Top of Source data
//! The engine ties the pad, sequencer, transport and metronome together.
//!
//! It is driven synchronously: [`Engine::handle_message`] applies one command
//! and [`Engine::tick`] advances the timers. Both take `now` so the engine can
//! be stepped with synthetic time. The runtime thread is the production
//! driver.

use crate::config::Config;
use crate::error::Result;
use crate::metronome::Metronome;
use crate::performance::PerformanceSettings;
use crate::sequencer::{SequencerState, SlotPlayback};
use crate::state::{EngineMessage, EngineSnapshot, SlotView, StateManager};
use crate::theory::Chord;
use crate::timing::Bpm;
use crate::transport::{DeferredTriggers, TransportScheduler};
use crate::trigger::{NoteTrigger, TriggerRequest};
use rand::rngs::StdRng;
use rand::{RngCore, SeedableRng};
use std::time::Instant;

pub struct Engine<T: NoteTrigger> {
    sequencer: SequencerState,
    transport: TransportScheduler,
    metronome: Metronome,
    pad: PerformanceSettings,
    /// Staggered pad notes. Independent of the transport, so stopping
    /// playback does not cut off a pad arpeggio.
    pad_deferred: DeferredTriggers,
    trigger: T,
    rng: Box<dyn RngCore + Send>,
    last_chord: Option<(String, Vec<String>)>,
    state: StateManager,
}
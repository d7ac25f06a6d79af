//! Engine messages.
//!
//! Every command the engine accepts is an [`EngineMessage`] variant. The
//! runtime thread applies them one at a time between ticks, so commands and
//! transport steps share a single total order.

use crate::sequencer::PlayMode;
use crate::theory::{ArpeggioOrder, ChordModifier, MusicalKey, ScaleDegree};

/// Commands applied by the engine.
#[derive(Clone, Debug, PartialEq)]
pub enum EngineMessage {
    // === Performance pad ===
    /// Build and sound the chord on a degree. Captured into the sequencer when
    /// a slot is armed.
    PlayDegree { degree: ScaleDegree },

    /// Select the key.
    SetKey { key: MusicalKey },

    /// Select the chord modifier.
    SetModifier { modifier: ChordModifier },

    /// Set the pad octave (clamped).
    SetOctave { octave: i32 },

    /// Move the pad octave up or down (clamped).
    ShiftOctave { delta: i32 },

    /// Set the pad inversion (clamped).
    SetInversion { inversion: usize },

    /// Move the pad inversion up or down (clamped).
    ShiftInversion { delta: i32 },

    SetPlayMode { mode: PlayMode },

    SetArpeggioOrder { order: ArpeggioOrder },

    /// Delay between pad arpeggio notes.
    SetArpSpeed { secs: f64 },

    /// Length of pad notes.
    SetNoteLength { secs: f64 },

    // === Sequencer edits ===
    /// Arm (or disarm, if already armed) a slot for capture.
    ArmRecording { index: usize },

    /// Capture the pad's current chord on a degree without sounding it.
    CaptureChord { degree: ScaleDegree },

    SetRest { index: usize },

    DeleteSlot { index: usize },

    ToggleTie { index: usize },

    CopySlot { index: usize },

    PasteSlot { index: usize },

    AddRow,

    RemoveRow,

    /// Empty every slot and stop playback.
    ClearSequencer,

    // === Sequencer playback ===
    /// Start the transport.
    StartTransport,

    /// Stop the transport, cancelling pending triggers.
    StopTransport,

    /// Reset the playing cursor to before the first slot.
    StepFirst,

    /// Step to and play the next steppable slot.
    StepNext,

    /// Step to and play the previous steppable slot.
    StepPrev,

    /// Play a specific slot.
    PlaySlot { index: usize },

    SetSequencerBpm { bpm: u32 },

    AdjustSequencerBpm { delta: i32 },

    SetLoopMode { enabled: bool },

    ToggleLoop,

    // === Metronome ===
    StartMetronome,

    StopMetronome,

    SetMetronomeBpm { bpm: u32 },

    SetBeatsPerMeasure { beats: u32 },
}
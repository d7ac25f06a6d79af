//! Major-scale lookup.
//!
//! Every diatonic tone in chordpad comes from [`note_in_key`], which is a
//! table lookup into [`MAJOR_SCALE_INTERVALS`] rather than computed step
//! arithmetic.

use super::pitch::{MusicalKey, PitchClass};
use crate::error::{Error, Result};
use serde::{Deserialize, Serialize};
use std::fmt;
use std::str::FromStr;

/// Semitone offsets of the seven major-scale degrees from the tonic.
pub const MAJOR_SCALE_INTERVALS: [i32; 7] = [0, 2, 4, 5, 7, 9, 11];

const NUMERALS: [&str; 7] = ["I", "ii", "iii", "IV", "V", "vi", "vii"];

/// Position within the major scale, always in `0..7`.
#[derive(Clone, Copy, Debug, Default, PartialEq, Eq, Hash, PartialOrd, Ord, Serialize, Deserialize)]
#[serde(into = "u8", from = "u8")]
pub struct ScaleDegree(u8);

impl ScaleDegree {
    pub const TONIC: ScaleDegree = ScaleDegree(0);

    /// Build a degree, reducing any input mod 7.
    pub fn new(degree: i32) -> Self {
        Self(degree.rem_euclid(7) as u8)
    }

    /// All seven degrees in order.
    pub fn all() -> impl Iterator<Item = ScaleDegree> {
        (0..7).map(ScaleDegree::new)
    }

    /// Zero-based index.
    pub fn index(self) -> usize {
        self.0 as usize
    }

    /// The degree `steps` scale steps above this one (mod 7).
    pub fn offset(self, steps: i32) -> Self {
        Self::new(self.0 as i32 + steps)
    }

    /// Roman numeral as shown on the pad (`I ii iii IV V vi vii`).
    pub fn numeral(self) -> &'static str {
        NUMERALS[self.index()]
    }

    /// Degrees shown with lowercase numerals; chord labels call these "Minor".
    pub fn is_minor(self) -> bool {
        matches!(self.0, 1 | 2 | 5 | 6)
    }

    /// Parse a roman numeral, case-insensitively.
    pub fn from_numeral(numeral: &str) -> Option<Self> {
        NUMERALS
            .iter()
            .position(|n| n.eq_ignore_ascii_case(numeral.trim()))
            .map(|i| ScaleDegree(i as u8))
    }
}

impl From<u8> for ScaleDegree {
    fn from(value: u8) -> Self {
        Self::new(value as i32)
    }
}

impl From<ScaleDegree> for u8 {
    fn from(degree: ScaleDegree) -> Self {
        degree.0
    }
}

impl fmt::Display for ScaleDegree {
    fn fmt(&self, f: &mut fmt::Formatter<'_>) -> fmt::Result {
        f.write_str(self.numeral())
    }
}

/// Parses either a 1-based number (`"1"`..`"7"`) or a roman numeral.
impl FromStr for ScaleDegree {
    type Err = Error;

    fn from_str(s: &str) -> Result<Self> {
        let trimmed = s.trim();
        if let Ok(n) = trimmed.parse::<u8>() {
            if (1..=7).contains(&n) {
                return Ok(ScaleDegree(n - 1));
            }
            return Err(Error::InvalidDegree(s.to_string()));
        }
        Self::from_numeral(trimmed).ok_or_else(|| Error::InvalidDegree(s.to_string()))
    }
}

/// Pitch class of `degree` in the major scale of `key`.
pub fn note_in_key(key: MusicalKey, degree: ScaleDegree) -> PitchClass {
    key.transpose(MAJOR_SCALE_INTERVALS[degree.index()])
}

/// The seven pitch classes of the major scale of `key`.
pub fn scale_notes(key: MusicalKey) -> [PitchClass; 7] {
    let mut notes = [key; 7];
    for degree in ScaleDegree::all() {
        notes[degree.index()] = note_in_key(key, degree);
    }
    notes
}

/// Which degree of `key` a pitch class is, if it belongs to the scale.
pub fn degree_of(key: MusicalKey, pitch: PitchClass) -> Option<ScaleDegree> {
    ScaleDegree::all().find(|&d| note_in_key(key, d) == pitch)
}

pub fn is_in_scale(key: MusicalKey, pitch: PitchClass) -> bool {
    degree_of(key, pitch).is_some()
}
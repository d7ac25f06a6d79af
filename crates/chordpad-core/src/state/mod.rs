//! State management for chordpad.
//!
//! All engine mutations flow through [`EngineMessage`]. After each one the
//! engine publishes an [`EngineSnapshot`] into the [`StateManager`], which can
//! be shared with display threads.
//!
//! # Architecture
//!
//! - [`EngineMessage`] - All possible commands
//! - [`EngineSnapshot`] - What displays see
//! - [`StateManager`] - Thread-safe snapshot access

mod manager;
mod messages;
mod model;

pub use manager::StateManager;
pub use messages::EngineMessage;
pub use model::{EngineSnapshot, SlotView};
Bottom of Source data
- **Your task**
From the listing above, copy out each line where the word "return" appears.

- **Completed exercise**
                return Ok(ScaleDegree(n - 1));
            return Err(Error::InvalidDegree(s.to_string()));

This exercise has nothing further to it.